-- WHAT THE EXERCISE ASKS --
Tally up how many lines in the listing below contain the string "DateTime", and give only the total.
*****
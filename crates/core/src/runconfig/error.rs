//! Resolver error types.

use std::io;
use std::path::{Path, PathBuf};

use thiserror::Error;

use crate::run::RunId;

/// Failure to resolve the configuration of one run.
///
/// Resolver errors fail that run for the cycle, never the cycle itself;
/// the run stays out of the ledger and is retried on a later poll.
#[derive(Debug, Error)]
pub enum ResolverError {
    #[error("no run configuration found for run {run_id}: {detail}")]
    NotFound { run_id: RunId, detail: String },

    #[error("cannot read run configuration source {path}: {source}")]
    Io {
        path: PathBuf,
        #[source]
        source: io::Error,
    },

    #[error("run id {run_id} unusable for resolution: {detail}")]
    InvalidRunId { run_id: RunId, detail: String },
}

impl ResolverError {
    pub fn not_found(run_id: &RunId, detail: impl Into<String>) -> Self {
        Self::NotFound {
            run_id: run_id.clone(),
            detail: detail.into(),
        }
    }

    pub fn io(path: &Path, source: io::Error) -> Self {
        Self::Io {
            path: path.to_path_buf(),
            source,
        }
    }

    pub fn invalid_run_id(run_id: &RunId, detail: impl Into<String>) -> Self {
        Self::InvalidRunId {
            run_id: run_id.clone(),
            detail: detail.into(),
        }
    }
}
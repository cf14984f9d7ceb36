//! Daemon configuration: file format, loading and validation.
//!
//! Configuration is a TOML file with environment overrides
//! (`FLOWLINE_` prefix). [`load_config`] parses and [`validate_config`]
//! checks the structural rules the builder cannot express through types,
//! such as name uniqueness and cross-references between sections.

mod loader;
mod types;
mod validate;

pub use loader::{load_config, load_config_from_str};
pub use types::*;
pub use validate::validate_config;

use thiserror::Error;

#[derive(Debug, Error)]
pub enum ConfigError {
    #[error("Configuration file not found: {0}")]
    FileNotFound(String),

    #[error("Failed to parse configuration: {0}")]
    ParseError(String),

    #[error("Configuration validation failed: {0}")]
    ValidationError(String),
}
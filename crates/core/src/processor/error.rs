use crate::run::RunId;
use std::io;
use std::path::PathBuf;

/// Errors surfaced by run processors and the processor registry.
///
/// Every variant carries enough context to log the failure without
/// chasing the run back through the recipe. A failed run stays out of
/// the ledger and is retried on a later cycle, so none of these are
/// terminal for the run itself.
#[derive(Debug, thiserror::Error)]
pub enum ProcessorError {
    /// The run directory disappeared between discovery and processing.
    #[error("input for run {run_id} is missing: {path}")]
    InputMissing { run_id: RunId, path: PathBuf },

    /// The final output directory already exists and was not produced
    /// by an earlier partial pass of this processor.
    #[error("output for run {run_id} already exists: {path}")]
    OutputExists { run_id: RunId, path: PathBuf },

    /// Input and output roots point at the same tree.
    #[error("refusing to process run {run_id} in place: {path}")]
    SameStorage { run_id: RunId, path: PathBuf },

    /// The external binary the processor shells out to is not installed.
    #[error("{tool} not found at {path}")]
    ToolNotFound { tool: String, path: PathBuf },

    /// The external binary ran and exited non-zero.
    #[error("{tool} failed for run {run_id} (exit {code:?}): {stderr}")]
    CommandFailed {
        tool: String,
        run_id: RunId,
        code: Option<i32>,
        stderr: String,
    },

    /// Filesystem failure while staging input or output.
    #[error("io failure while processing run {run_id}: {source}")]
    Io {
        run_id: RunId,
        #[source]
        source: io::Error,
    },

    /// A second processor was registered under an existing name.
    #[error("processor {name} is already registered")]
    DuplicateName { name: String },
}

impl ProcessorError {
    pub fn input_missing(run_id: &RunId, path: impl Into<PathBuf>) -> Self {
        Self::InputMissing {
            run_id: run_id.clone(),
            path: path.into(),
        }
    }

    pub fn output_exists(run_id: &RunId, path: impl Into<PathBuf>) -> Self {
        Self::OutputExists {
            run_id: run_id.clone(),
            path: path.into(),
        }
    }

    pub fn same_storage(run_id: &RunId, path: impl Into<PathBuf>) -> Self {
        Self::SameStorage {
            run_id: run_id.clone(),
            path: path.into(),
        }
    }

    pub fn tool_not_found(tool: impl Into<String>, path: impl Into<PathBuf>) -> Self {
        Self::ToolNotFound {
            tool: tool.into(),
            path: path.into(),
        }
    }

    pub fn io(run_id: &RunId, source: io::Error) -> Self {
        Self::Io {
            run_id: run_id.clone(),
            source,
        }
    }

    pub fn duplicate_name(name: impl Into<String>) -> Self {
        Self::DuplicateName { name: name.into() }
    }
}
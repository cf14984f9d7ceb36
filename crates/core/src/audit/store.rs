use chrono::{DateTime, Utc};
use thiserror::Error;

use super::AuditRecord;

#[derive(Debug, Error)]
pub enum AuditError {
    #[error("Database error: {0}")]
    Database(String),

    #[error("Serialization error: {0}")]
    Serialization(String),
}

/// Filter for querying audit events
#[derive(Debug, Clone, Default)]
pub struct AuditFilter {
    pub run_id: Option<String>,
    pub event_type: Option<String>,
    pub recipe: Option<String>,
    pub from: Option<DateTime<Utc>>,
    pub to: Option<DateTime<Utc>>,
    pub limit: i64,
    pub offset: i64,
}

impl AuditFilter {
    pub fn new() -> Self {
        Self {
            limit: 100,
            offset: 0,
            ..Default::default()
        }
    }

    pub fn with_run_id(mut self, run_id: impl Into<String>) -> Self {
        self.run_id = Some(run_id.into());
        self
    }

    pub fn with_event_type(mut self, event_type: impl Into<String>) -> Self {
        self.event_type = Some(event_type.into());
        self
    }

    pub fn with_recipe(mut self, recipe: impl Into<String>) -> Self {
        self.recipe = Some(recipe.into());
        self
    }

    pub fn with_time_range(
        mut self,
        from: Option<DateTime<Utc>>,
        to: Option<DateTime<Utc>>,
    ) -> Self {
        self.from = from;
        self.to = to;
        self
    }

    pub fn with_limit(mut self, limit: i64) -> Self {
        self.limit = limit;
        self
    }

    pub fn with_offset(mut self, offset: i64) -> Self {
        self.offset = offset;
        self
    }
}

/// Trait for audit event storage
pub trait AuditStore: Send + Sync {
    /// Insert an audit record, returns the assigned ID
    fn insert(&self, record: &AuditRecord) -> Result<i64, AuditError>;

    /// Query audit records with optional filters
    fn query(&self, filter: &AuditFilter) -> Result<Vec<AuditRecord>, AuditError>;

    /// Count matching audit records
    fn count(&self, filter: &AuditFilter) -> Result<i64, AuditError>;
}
*****
-- FINAL ANSWER --
5